EXERCISE OBJECTIVE: For the word "ValidationIssue", report how many lines of the records below contain it, and nothing more.

Saved entries
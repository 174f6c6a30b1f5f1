//! Error types for `Limerence`
//!
//! Per-domain error enums aggregated into a top-level error with CLI
//! exit-code mapping. Every failure in this subsystem is local and
//! recoverable — behavior modulation is best-effort relative to the host
//! chat pipeline, and nothing here should surface as a hard error to the
//! end user.

use std::path::PathBuf;
use thiserror::Error;

// ============================================================================
// Exit Codes
// ============================================================================

/// Exit codes for `limerence` CLI operations.
///
/// These codes follow Unix conventions.
pub struct ExitCode;

impl ExitCode {
    /// Successful execution
    pub const SUCCESS: i32 = 0;

    /// General error
    pub const ERROR: i32 = 1;

    /// Configuration error (invalid YAML, validation failure)
    pub const CONFIG_ERROR: i32 = 2;

    /// I/O error (file not found, permission denied)
    pub const IO_ERROR: i32 = 3;

    /// Engine error (unknown behavior, profile update conflict)
    pub const ENGINE_ERROR: i32 = 5;

    /// Usage error (invalid arguments, missing required options)
    pub const USAGE_ERROR: i32 = 64;

    /// Interrupted by SIGINT (Ctrl+C)
    pub const INTERRUPTED: i32 = 130;

    /// Terminated by SIGTERM
    pub const TERMINATED: i32 = 143;
}

// ============================================================================
// Top-Level Error
// ============================================================================

/// Top-level error type for `Limerence` operations.
///
/// Aggregates all domain-specific errors and provides a unified interface
/// for error handling and exit code mapping.
#[derive(Debug, Error)]
pub enum LimerenceError {
    /// Configuration loading or validation error
    #[error(transparent)]
    Config(#[from] ConfigError),

    /// Trigger detection error
    #[error(transparent)]
    Detector(#[from] DetectorError),

    /// Behavior engine error
    #[error(transparent)]
    Engine(#[from] EngineError),

    /// Command-line usage error
    #[error("{0}")]
    Usage(String),

    /// I/O error
    #[error("I/O error: {0}")]
    Io(#[from] std::io::Error),

    /// JSON serialization error
    #[error("JSON error: {0}")]
    Json(#[from] serde_json::Error),

    /// YAML parsing error
    #[error("YAML error: {0}")]
    Yaml(#[from] serde_yaml::Error),
}

impl LimerenceError {
    /// Returns the appropriate exit code for this error.
    #[must_use]
    pub const fn exit_code(&self) -> i32 {
        match self {
            Self::Config(_) | Self::Json(_) | Self::Yaml(_) => ExitCode::CONFIG_ERROR,
            Self::Engine(_) => ExitCode::ENGINE_ERROR,
            Self::Detector(_) => ExitCode::ERROR,
            Self::Usage(_) => ExitCode::USAGE_ERROR,
            Self::Io(_) => ExitCode::IO_ERROR,
        }
    }
}

// ============================================================================
// Configuration Errors
// ============================================================================

/// Configuration loading and validation errors.
///
/// These errors cover all failure modes during behavior-definition parsing,
/// semantic validation, and compilation.
#[derive(Debug, Error)]
pub enum ConfigError {
    /// YAML parsing failed
    #[error("parse error in {path}{}: {message}", line.map_or_else(String::new, |l| format!(" (line {l})")))]
    ParseError {
        /// Path to the configuration file
        path: PathBuf,
        /// Line number where the error occurred (if available)
        line: Option<usize>,
        /// Error message from the parser
        message: String,
    },

    /// Configuration validation failed
    #[error("validation failed for {path}")]
    ValidationError {
        /// Path or label of the configuration source
        path: String,
        /// List of validation issues found
        errors: Vec<ValidationIssue>,
    },

    /// Referenced configuration file not found
    #[error("file not found: {path}")]
    MissingFile {
        /// Path to the missing file
        path: PathBuf,
    },

    /// Field has an invalid value
    #[error("invalid value for '{field}': got '{value}', expected {expected}")]
    InvalidValue {
        /// Name of the field with invalid value
        field: String,
        /// The actual value provided
        value: String,
        /// Description of what was expected
        expected: String,
    },

    /// A trigger pattern failed to compile
    #[error("invalid pattern for trigger '{trigger}': {message}")]
    InvalidPattern {
        /// Name of the trigger type carrying the pattern
        trigger: String,
        /// Error message from the regex compiler
        message: String,
    },

    /// A duration string failed to parse
    #[error("invalid duration for '{field}': '{value}'")]
    InvalidDuration {
        /// Name of the field carrying the duration
        field: String,
        /// The unparseable value
        value: String,
    },

    /// One or more configuration files failed validation.
    #[error("{count} file(s) failed validation")]
    ValidationFailed {
        /// Number of files that failed validation.
        count: usize,
    },
}

// ============================================================================
// Validation Types
// ============================================================================

/// A single validation issue found during configuration validation.
#[derive(Debug, Clone)]
pub struct ValidationIssue {
    /// Path to the problematic field (e.g., `"behaviors[0].phases[2].enter"`)
    pub path: String,
    /// Description of the validation issue
    pub message: String,
    /// Severity level of the issue
    pub severity: Severity,
}

impl std::fmt::Display for ValidationIssue {
    fn fmt(&self, f: &mut std::fmt::Formatter<'_>) -> std::fmt::Result {
        let prefix = match self.severity {
            Severity::Error => "error",
            Severity::Warning => "warning",
        };
        write!(f, "{}: {} at {}", prefix, self.message, self.path)
    }
}

/// Severity level for validation issues.
#[derive(Debug, Clone, Copy, PartialEq, Eq)]
pub enum Severity {
    /// Error - validation failure that prevents the configuration from being used
    Error,
    /// Warning - potential issue that does not prevent configuration loading
    Warning,
}

// ============================================================================
// Detector Errors
// ============================================================================

/// Trigger detection errors.
///
/// All of these are fail-soft: the detector degrades to keyword-only
/// matching and message processing continues.
#[derive(Debug, Error)]
pub enum DetectorError {
    /// The semantic classifier did not answer within its budget
    #[error("semantic classifier timed out after {0:?}")]
    ClassifierTimeout(std::time::Duration),

    /// The semantic classifier returned an error
    #[error("semantic classifier failed: {0}")]
    ClassifierFailed(String),
}

// ============================================================================
// Engine Errors
// ============================================================================

/// Behavior engine errors.
#[derive(Debug, Error)]
pub enum EngineError {
    /// Referenced behavior type is not part of the loaded configuration
    #[error("unknown behavior type: {0}")]
    UnknownBehavior(String),

    /// Profile update lost a concurrent-write race too many times
    #[error("profile update conflict for {key} after {attempts} attempts")]
    UpdateConflict {
        /// The (agent, behavior) key that conflicted
        key: String,
        /// Number of attempts made before giving up
        attempts: u32,
    },
}

// ============================================================================
// Result Type Alias
// ============================================================================

/// Result type alias for `Limerence` operations.
pub type Result<T> = std::result::Result<T, LimerenceError>;

// ============================================================================
// Tests
// ============================================================================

REPLY: 3